Twain, Melville, Dickens, Irving…

All of these literary greats have touched on the subject within their work, Dickens’ publisher actually chastised the author for including SHC in Bleak House, accusing him of fueling an idea based purely on speculation, but when the strange and unusual begins to make an appearance in everyday life, we are often taken aback. We are stunned and shocked, but more than anything we want to know why. Human animals are an inquisitive sort after all.

OMG. SHC.

In the late 1400’s, an Italian knight named Polonus Vorstius vomited flame after ingesting “several ladels” of particularly potent wine. To say the substance disagreed with him would be a drastic misrepresentation because Vorstius burst quite quickly into a ball of flame. There were no other casualties, many others had drunk of the wine, and the onlookers were baffled.

The first known, “confirmed,” account of SHC occurred in 1663. Danish anatomist Thomas Bartholin describes the burning death of a Parisian woman who was inexplicably and suddenly engulfed in flames. She “went up in ashes and smoke” while sleeping on a straw mattress. The mattress was unharmed as were the other objects in the room.

In the 1700’s, SHC claimed the life of a noblewoman, Countess Cornelia diBandi. She was found halfway between her bed and a window one morning, her torso, head, and arms burned to ash. Only three fingers and her lower legs remained intact. It was speculated by those who came upon the scene that she rose to open the window late in the night and spontaneously burst into flames. Near her bed, two candles sat unlit. The tallow of the candles had melted from the heat of the fire, but the wicks were untouched. Soot covered the room, but everything else near the Countess’ body, including a bedside table, draperies, and a plate of bread, remained unharmed though the surfaces were covered in soot.

Ruled a “visitation from God,” in 1725, Nicole Millet, the wife of an innkeeper, was found burned to death in the kitchen when her husband smelled smoke. Her body was almost completely reduced to ash. Wooden implements nearby were still intact, though damaged by smoke and soot. Some accounts state that Millet was found on a straw mattress with the straw being only slightly damaged by the flames. Her husband was tried for murder, but was exonerated when he used SHC as a defense. At that time, studies were being done on the anomaly and the courts could not rule out SHC as a possible cause.

In 1967, a passenger on a bus in London, England, saw a flash of blue light in a window while passing an apartment complex. She called the authorities, believing it may be a gas jet, but when the authorities arrived they found something far different. The fire brigade found the body of Robert Bailey. One fireman reported that the fire had emanated from a large slit in the mans abdomen.
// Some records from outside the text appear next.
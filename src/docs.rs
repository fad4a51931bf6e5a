use crate::model::attendance::Attendance;
use crate::model::career::Career;
use crate::model::contact::Contact;
use crate::model::document::EmployeeDocument;
use crate::model::education::{EducationEntry, EducationRecord};
use crate::model::employee::EmployeeProfile;
use crate::model::handbook::HandbookFile;
use crate::model::leave_request::LeaveRequest;
use crate::model::product::Product;
use crate::model::resource::Resource;
use crate::model::task::Task;
use crate::model::team_member::TeamMember;
use utoipa::openapi::security::{ApiKey, ApiKeyValue, SecurityScheme};
use utoipa::{openapi, Modify, OpenApi};

#[derive(OpenApi)]
#[openapi(
    info(
        title = "Matrica Networks API",
        version = "1.0.0",
        description = r#"
## Matrica Networks

This API serves the **Matrica Networks** cybersecurity company site and its internal employee portal.

### 🔹 Key Features
- **Public Site**
  - Contact form, team roster, career openings, products, and knowledge resources
- **Admin Portal**
  - Content management for every site section plus the employee register
- **Employee Portal**
  - Profile, education history, documents, leave requests, tasks, and attendance punches

### 🔐 Security
Employee portal endpoints identify the caller through the **X-Employee-ID** header.

### 📦 Response Format
Every endpoint answers HTTP 200 with a JSON envelope:
`{"success": true, ...}` on success and `{"success": false, "error": "..."}` on failure.

---
Built with **Rust**, **Actix Web**, **SQLx**, and **Utoipa**.
"#,
    ),
    paths(
        crate::api::contacts::list_contacts,
        crate::api::contacts::submit_contact,

        crate::api::team::list_team,
        crate::api::team::add_team_member,
        crate::api::team::delete_team_member,

        crate::api::careers::list_careers,
        crate::api::careers::add_career,
        crate::api::careers::update_career,
        crate::api::careers::delete_career,

        crate::api::products::list_products,
        crate::api::products::add_product,
        crate::api::products::delete_product,

        crate::api::resources::list_resources,
        crate::api::resources::add_resource,
        crate::api::resources::update_resource,
        crate::api::resources::delete_resource,

        crate::api::admin_auth::admin_login,
        crate::api::employee_auth::employee_login,

        crate::api::employee_admin::list_employees,
        crate::api::employee_admin::create_employee,
        crate::api::employee_admin::update_employee,
        crate::api::employee_admin::delete_employee,

        crate::api::profile::get_profile,
        crate::api::profile::update_profile,

        crate::api::education::list_education,
        crate::api::education::add_education,
        crate::api::education::update_education,
        crate::api::education::delete_education,

        crate::api::documents::list_documents,
        crate::api::documents::upload_document,
        crate::api::documents::delete_document,

        crate::api::leave::list_leave,
        crate::api::leave::submit_leave,

        crate::api::tasks::list_tasks,

        crate::api::attendance::get_attendance,
        crate::api::attendance::punch_attendance,

        crate::api::handbook::get_handbook,
        crate::api::handbook::upload_handbook,
        crate::api::handbook::delete_handbook
    ),
    components(
        schemas(
            Contact,
            TeamMember,
            Career,
            Product,
            Resource,
            EmployeeProfile,
            Attendance,
            LeaveRequest,
            EducationRecord,
            EducationEntry,
            EmployeeDocument,
            HandbookFile,
            Task
        )
    ),
    modifiers(&SecurityAddon),
    tags(
        (name = "Site", description = "Public site content APIs"),
        (name = "Auth", description = "Admin and employee sign-in APIs"),
        (name = "Employees", description = "Admin-side employee management APIs"),
        (name = "Employee Portal", description = "Self-service APIs for signed-in employees"),
        (name = "Handbook", description = "Company handbook APIs"),
    )
)]
pub struct ApiDoc;

struct SecurityAddon;

impl Modify for SecurityAddon {
    fn modify(&self, openapi: &mut openapi::OpenApi) {
        if let Some(components) = openapi.components.as_mut() {
            components.add_security_scheme(
                "employee_id",
                SecurityScheme::ApiKey(ApiKey::Header(ApiKeyValue::new("X-Employee-ID"))),
            );
        }
    }
}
In 1970, in Paris, France, Ginette Kazmierczak contacted the authorities stating that her husband had gone missing. Police searched for the man, but found nothing. A few days later, after the woman’s son had left to play with friends, neighbors smelled smoke. They found Ginette’s body still smoldering. Her legs were intact, but the rest of her remains were ash. The area around her body was undisturbed.

In 2010, the spontaneous combustion of an Irish man was reported, making it the first case in Ireland. The burned body of Michael Flaherty, an elderly man was found lying on the floor of his flat with his head near the hearth. Coroners determined that the hearth had not ignited the blaze and there were no signs of foul play. There was no evidence of accelerant and there was no other damage to objects in the room. The only signs of fire were scorch marks beneath the body and smoke/fire damage to the ceiling.  In 2011, the coroner officially stated that Flaherty’s death was unexplained.

We just don’t know WHY.

Cases of SHC are so peculiar because the spontaneous lighting of a human being, while still alive and conscious, is just fucking weird. It makes no sense that a body could burn so hot as to reduce remains to ash in a way (normally) only achieved by the process cremation. In rare cases, bodies have been found with their internal organs completely intact while the remainder of the torso was reduced to a smoldering pile. Witnesses (mostly “witnesses”) to this spontaneous burning report a sweet, smoky smell and a greasy residue that covers the surfaces surrounding the remains.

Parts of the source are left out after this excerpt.